I met earlier today with OpenGate CEO Andrew Nikou, who was in New York for undisclosed reasons (it probably rhymes with “booze leak”). He told me that TV Guide was unprofitable and generating double-digit losses when acquired by OpenGate, in a deal that included around $50 million in assumed liabilities. Now, however, the slimmed-down company apparently is generating income in the mid-to high single digit millions.
“It was the gem that not many people realized existed,” Nikou said. “Four to five years ago they were a $500 million business, but they’ve downsized to reflect the current business model.”
Indeed, cutting back has been TV Guide’s path to profitability. Its ad pages, for example fell 16% year-over-year, according to data from Media Monitor.
Paid circulation also dropped, from 3.2 million in 2008 to 2 million today. Nikou acknowledged the circ figures, but argued that it was a planned pruning in which the company eliminated unprofitable subscribers to focus on “clean” ones. Moreover, he said the company refocused on “TV enthusiasts” who still consider TV Guide as the source to find “what’s worth watching.”

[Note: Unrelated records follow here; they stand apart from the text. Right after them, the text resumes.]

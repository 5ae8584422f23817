//! Typed `space.toml` / `asp-targets.toml` manifests.
//!
//! These are the only path into the data: callers parse TOML into these
//! structs once, then every downstream consumer works with validated
//! records instead of re-walking a loosely typed document.

use std::collections::BTreeMap;

use serde::{Deserialize, Serialize};

use crate::ids::SpaceId;

/// `space.toml` at the root of a space's tree.
#[derive(Debug, Clone, Serialize, Deserialize)]
pub struct SpaceManifest {
    /// Schema version; must currently be `1`.
    pub schema: u32,
    pub id: SpaceId,
    pub version: String,
    #[serde(default)]
    pub description: Option<String>,
    #[serde(default)]
    pub plugin: PluginOverrides,
    #[serde(default)]
    pub deps: SpaceDeps,
    #[serde(default)]
    pub settings: SpaceSettings,
    #[serde(default)]
    pub harness: HarnessSupport,
    /// Per-harness sections, keyed by harness id, opaque beyond that.
    #[serde(default, flatten)]
    pub harness_sections: BTreeMap<String, toml::Value>,
}

#[derive(Debug, Clone, Default, Serialize, Deserialize)]
pub struct PluginOverrides {
    pub name: Option<String>,
    pub version: Option<String>,
    pub description: Option<String>,
    pub author: Option<String>,
    pub homepage: Option<String>,
    pub repository: Option<String>,
    pub license: Option<String>,
    #[serde(default)]
    pub keywords: Vec<String>,
}

#[derive(Debug, Clone, Default, Serialize, Deserialize)]
pub struct SpaceDeps {
    #[serde(default)]
    pub spaces: Vec<String>,
}

#[derive(Debug, Clone, Default, Serialize, Deserialize)]
pub struct SpaceSettings {
    #[serde(default)]
    pub permissions: PermissionSettings,
    #[serde(default)]
    pub env: BTreeMap<String, String>,
    pub model: Option<String>,
}

#[derive(Debug, Clone, Default, Serialize, Deserialize)]
pub struct PermissionSettings {
    #[serde(default)]
    pub allow: Vec<String>,
    #[serde(default)]
    pub deny: Vec<String>,
}

#[derive(Debug, Clone, Default, Serialize, Deserialize)]
pub struct HarnessSupport {
    #[serde(default)]
    pub supports: Vec<String>,
}

impl SpaceManifest {
    /// Deterministic plugin identity: `name = plugin.name ?? id`,
    /// `version = plugin.version ?? manifest.version`.
    pub fn plugin_name(&self) -> String {
        self.plugin.name.clone().unwrap_or_else(|| self.id.to_string())
    }

    pub fn plugin_version(&self) -> String {
        self.plugin.version.clone().unwrap_or_else(|| self.version.clone())
    }
}

/// `asp-targets.toml` at the project root.
#[derive(Debug, Clone, Serialize, Deserialize)]
pub struct ProjectManifest {
    pub schema: u32,
    pub targets: BTreeMap<String, Target>,
}

#[derive(Debug, Clone, Serialize, Deserialize)]
pub struct Target {
    pub compose: Vec<String>,
    #[serde(default)]
    pub description: Option<String>,
}

#[cfg(test)]
mod tests {
    use super::*;

    #[test]
    fn plugin_identity_falls_back_to_id_and_version() {
        let manifest = SpaceManifest {
            schema: 1,
            id: SpaceId::parse("base").unwrap(),
            version: "1.2.3".to_string(),
            description: None,
            plugin: PluginOverrides::default(),
            deps: SpaceDeps::default(),
            settings: SpaceSettings::default(),
            harness: HarnessSupport::default(),
            harness_sections: BTreeMap::new(),
        };
        assert_eq!(manifest.plugin_name(), "base");
        assert_eq!(manifest.plugin_version(), "1.2.3");
    }
}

While OpenGate is known for its TV Guide investment, the firm also invests in energy, technology, consumer, specialized manufacturing and paper. Earlier this year, OpenGate bought fashion brand Nicole Farhi from French Connection for up to $7.5 million. Farhi generated operating losses of £5.6 million for the year ended Jan. 31. “We like change intensive industries,” Nikou said.
So what media company does he wish he had bought? BusinessWeek, for which OpenGate was outbid late last year by Bloomberg LP ($5m deal with a reported $10m in assumed liabilities).